***** DATA UNDER STUDY
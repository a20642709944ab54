//! HTTP route handlers.

use askama::Template;
use axum::{
    Json, Router,
    extract::{Query, State},
    http::{HeaderMap, StatusCode, header},
    response::{Html, IntoResponse, Response},
    routing::get,
};
use chrono::Local;
use tower_http::trace::TraceLayer;
use tracing::{debug, warn};

use crate::domain::{TimeOfDay, Weekday};
use crate::status::{Moment, evaluate};

use super::dto::*;
use super::state::AppState;
use super::templates::HoursTemplate;

/// Create the application router.
pub fn create_router(state: AppState) -> Router {
    Router::new()
        .route("/health", get(health))
        .route("/api/hours", get(hours))
        .layer(TraceLayer::new_for_http())
        .with_state(state)
}

/// Health check endpoint.
async fn health() -> &'static str {
    "ok"
}

/// Check if request accepts HTML.
fn accepts_html(headers: &HeaderMap) -> bool {
    headers
        .get(header::ACCEPT)
        .and_then(|v| v.to_str().ok())
        .is_some_and(|accept| accept.contains("text/html"))
}

/// Resolve the query instant, defaulting each part to local now.
fn query_moment(req: &HoursRequest) -> Result<Moment, AppError> {
    let now = Moment::from_datetime(&Local::now());

    let day = match req.day.as_deref() {
        Some(code) => Weekday::from_code(code).map_err(|e| AppError::BadRequest {
            message: format!("Invalid day {code:?}: {e}"),
        })?,
        None => now.day,
    };

    let time = match req.time.as_deref() {
        Some(hhmm) => TimeOfDay::parse_hhmm(hhmm).map_err(|e| AppError::BadRequest {
            message: format!("Invalid time {hhmm:?}: {e}"),
        })?,
        None => now.time,
    };

    Ok(Moment::new(day, time))
}

/// Evaluate an `opening_hours` value at a moment.
///
/// Returns JSON by default, or the hours panel fragment for HTML clients.
async fn hours(
    State(state): State<AppState>,
    headers: HeaderMap,
    Query(req): Query<HoursRequest>,
) -> Result<Response, AppError> {
    let now = query_moment(&req)?;
    let text = req.opening_hours.as_deref().unwrap_or_default();

    let parsed = state.cache.get_or_parse(text).await;
    let resp = match parsed.as_ref() {
        Ok(schedule) => HoursResponse::from_schedule(schedule, &evaluate(schedule, now), now),
        Err(e) if e.is_sentinel() => {
            debug!(text, reason = %e, "no hours in opening_hours value");
            HoursResponse::unknown(e.to_string(), now)
        }
        Err(e) => {
            return Err(AppError::Unprocessable {
                message: format!("Unsupported opening_hours {text:?}: {e}"),
            });
        }
    };

    if accepts_html(&headers) {
        let html = HoursTemplate::from_response(&resp)
            .render()
            .map_err(|e| AppError::Internal {
                message: format!("Template error: {}", e),
            })?;
        Ok(Html(html).into_response())
    } else {
        Ok(Json(resp).into_response())
    }
}

/// Application error type.
#[derive(Debug)]
pub enum AppError {
    BadRequest { message: String },
    Unprocessable { message: String },
    Internal { message: String },
}

impl IntoResponse for AppError {
    fn into_response(self) -> axum::response::Response {
        let (status, message) = match self {
            AppError::BadRequest { message } => (StatusCode::BAD_REQUEST, message),
            AppError::Unprocessable { message } => (StatusCode::UNPROCESSABLE_ENTITY, message),
            AppError::Internal { message } => (StatusCode::INTERNAL_SERVER_ERROR, message),
        };

        warn!(%status, "{message}");

        let body = Json(ErrorResponse { error: message });
        (status, body).into_response()
    }
}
**********
* **TASK STATEMENT**:
The entries above must be retyped exactly, down to the last character.

* **TASK SOLUTION**:
repository a20642709944ab54
//! HTTP route handlers.

use askama::Template;
use axum::{
    Json, Router,
    extract::{Query, State},
    http::{HeaderMap, StatusCode, header},
    response::{Html, IntoResponse, Response},
    routing::get,
};
use chrono::Local;
use tower_http::trace::TraceLayer;
use tracing::{debug, warn};

use crate::domain::{TimeOfDay, Weekday};
use crate::status::{Moment, evaluate};

use super::dto::*;
use super::state::AppState;
use super::templates::HoursTemplate;

/// Create the application router.
pub fn create_router(state: AppState) -> Router {
    Router::new()
        .route("/health", get(health))
        .route("/api/hours", get(hours))
        .layer(TraceLayer::new_for_http())
        .with_state(state)
}

/// Health check endpoint.
async fn health() -> &'static str {
    "ok"
}

/// Check if request accepts HTML.
fn accepts_html(headers: &HeaderMap) -> bool {
    headers
        .get(header::ACCEPT)
        .and_then(|v| v.to_str().ok())
        .is_some_and(|accept| accept.contains("text/html"))
}

/// Resolve the query instant, defaulting each part to local now.
fn query_moment(req: &HoursRequest) -> Result<Moment, AppError> {
    let now = Moment::from_datetime(&Local::now());

    let day = match req.day.as_deref() {
        Some(code) => Weekday::from_code(code).map_err(|e| AppError::BadRequest {
            message: format!("Invalid day {code:?}: {e}"),
        })?,
        None => now.day,
    };

    let time = match req.time.as_deref() {
        Some(hhmm) => TimeOfDay::parse_hhmm(hhmm).map_err(|e| AppError::BadRequest {
            message: format!("Invalid time {hhmm:?}: {e}"),
        })?,
        None => now.time,
    };

    Ok(Moment::new(day, time))
}

/// Evaluate an `opening_hours` value at a moment.
///
/// Returns JSON by default, or the hours panel fragment for HTML clients.
async fn hours(
    State(state): State<AppState>,
    headers: HeaderMap,
    Query(req): Query<HoursRequest>,
) -> Result<Response, AppError> {
    let now = query_moment(&req)?;
    let text = req.opening_hours.as_deref().unwrap_or_default();

    let parsed = state.cache.get_or_parse(text).await;
    let resp = match parsed.as_ref() {
        Ok(schedule) => HoursResponse::from_schedule(schedule, &evaluate(schedule, now), now),
        Err(e) if e.is_sentinel() => {
            debug!(text, reason = %e, "no hours in opening_hours value");
            HoursResponse::unknown(e.to_string(), now)
        }
        Err(e) => {
            return Err(AppError::Unprocessable {
                message: format!("Unsupported opening_hours {text:?}: {e}"),
            });
        }
    };

    if accepts_html(&headers) {
        let html = HoursTemplate::from_response(&resp)
            .render()
            .map_err(|e| AppError::Internal {
                message: format!("Template error: {}", e),
            })?;
        Ok(Html(html).into_response())
    } else {
        Ok(Json(resp).into_response())
    }
}

/// Application error type.
#[derive(Debug)]
pub enum AppError {
    BadRequest { message: String },
    Unprocessable { message: String },
    Internal { message: String },
}

impl IntoResponse for AppError {
    fn into_response(self) -> axum::response::Response {
        let (status, message) = match self {
            AppError::BadRequest { message } => (StatusCode::BAD_REQUEST, message),
            AppError::Unprocessable { message } => (StatusCode::UNPROCESSABLE_ENTITY, message),
            AppError::Internal { message } => (StatusCode::INTERNAL_SERVER_ERROR, message),
        };

        warn!(%status, "{message}");

        let body = Json(ErrorResponse { error: message });
        (status, body).into_response()
    }
}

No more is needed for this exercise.